**Your assignment**
Reproduce every record below, character by character.

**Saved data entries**
//! Decoding of finance API payloads
//!
//! The transport lives elsewhere; these helpers turn response bodies into
//! the typed models. Transaction listings come wrapped in a paginated
//! envelope, failures in an `{ "error": "..." }` body.

use serde::de::DeserializeOwned;
use serde::Deserialize;
use serde_json::Value;
use tracing::warn;

use crate::error::{LensError, LensResult};
use crate::models::Transaction;

const UNKNOWN_ERROR: &str = "Unknown error";
const REQUEST_FAILED: &str = "Request failed";

/// Paginated listing as returned by the transactions endpoint
///
/// Missing `data` or `meta` fields decode as `None`.
#[derive(Debug, Deserialize)]
pub struct Page<T> {
    pub data: Option<Vec<T>>,
    pub meta: Option<Value>,
}

impl<T> Page<T> {
    pub fn into_items(self) -> Vec<T> {
        self.data.unwrap_or_default()
    }
}

#[derive(Deserialize)]
#[serde(untagged)]
enum Listing<T> {
    Bare(Vec<T>),
    Paged(Page<T>),
}

/// Decode any JSON body into `T`
pub fn decode<T: DeserializeOwned>(body: &str) -> LensResult<T> {
    Ok(serde_json::from_str(body)?)
}

/// Decode a transaction listing, paged or bare
///
/// A page with a missing or null `data` yields an empty list.
pub fn decode_transactions(body: &str) -> LensResult<Vec<Transaction>> {
    decode_listing(body)
}

/// Decode a listing of any record type, paged or bare
pub fn decode_listing<T: DeserializeOwned>(body: &str) -> LensResult<Vec<T>> {
    let listing: Listing<T> = serde_json::from_str(body)?;
    Ok(match listing {
        Listing::Bare(items) => items,
        Listing::Paged(page) => page.into_items(),
    })
}

/// Turn a failed response into an API error
///
/// Bodies that are not JSON report `"Unknown error"`. Otherwise the `error`
/// field is surfaced as-is; when it is missing, null, `false`, `0` or an
/// empty string, or the body is not an object, the message is
/// `"Request failed"`.
pub fn decode_error(status: u16, body: &str) -> LensError {
    let message = match serde_json::from_str::<Value>(body) {
        Ok(value) => error_message(&value).unwrap_or_else(|| REQUEST_FAILED.to_string()),
        Err(_) => UNKNOWN_ERROR.to_string(),
    };
    warn!(status, %message, "API request failed");
    LensError::api(status, message)
}

fn error_message(body: &Value) -> Option<String> {
    match body.get("error")? {
        Value::Null | Value::Bool(false) => None,
        Value::String(msg) if msg.is_empty() => None,
        Value::String(msg) => Some(msg.clone()),
        Value::Number(n) if n.as_f64() == Some(0.0) => None,
        other => Some(other.to_string()),
    }
}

**Answer to this problem**
//! Decoding of finance API payloads
//!
//! The transport lives elsewhere; these helpers turn response bodies into
//! the typed models. Transaction listings come wrapped in a paginated
//! envelope, failures in an `{ "error": "..." }` body.

use serde::de::DeserializeOwned;
use serde::Deserialize;
use serde_json::Value;
use tracing::warn;

use crate::error::{LensError, LensResult};
use crate::models::Transaction;

const UNKNOWN_ERROR: &str = "Unknown error";
const REQUEST_FAILED: &str = "Request failed";

/// Paginated listing as returned by the transactions endpoint
///
/// Missing `data` or `meta` fields decode as `None`.
#[derive(Debug, Deserialize)]
pub struct Page<T> {
    pub data: Option<Vec<T>>,
    pub meta: Option<Value>,
}

impl<T> Page<T> {
    pub fn into_items(self) -> Vec<T> {
        self.data.unwrap_or_default()
    }
}

#[derive(Deserialize)]
#[serde(untagged)]
enum Listing<T> {
    Bare(Vec<T>),
    Paged(Page<T>),
}

/// Decode any JSON body into `T`
pub fn decode<T: DeserializeOwned>(body: &str) -> LensResult<T> {
    Ok(serde_json::from_str(body)?)
}

/// Decode a transaction listing, paged or bare
///
/// A page with a missing or null `data` yields an empty list.
pub fn decode_transactions(body: &str) -> LensResult<Vec<Transaction>> {
    decode_listing(body)
}

/// Decode a listing of any record type, paged or bare
pub fn decode_listing<T: DeserializeOwned>(body: &str) -> LensResult<Vec<T>> {
    let listing: Listing<T> = serde_json::from_str(body)?;
    Ok(match listing {
        Listing::Bare(items) => items,
        Listing::Paged(page) => page.into_items(),
    })
}

/// Turn a failed response into an API error
///
/// Bodies that are not JSON report `"Unknown error"`. Otherwise the `error`
/// field is surfaced as-is; when it is missing, null, `false`, `0` or an
/// empty string, or the body is not an object, the message is
/// `"Request failed"`.
pub fn decode_error(status: u16, body: &str) -> LensError {
    let message = match serde_json::from_str::<Value>(body) {
        Ok(value) => error_message(&value).unwrap_or_else(|| REQUEST_FAILED.to_string()),
        Err(_) => UNKNOWN_ERROR.to_string(),
    };
    warn!(status, %message, "API request failed");
    LensError::api(status, message)
}

fn error_message(body: &Value) -> Option<String> {
    match body.get("error")? {
        Value::Null | Value::Bool(false) => None,
        Value::String(msg) if msg.is_empty() => None,
        Value::String(msg) => Some(msg.clone()),
        Value::Number(n) if n.as_f64() == Some(0.0) => None,
        other => Some(other.to_string()),
    }
}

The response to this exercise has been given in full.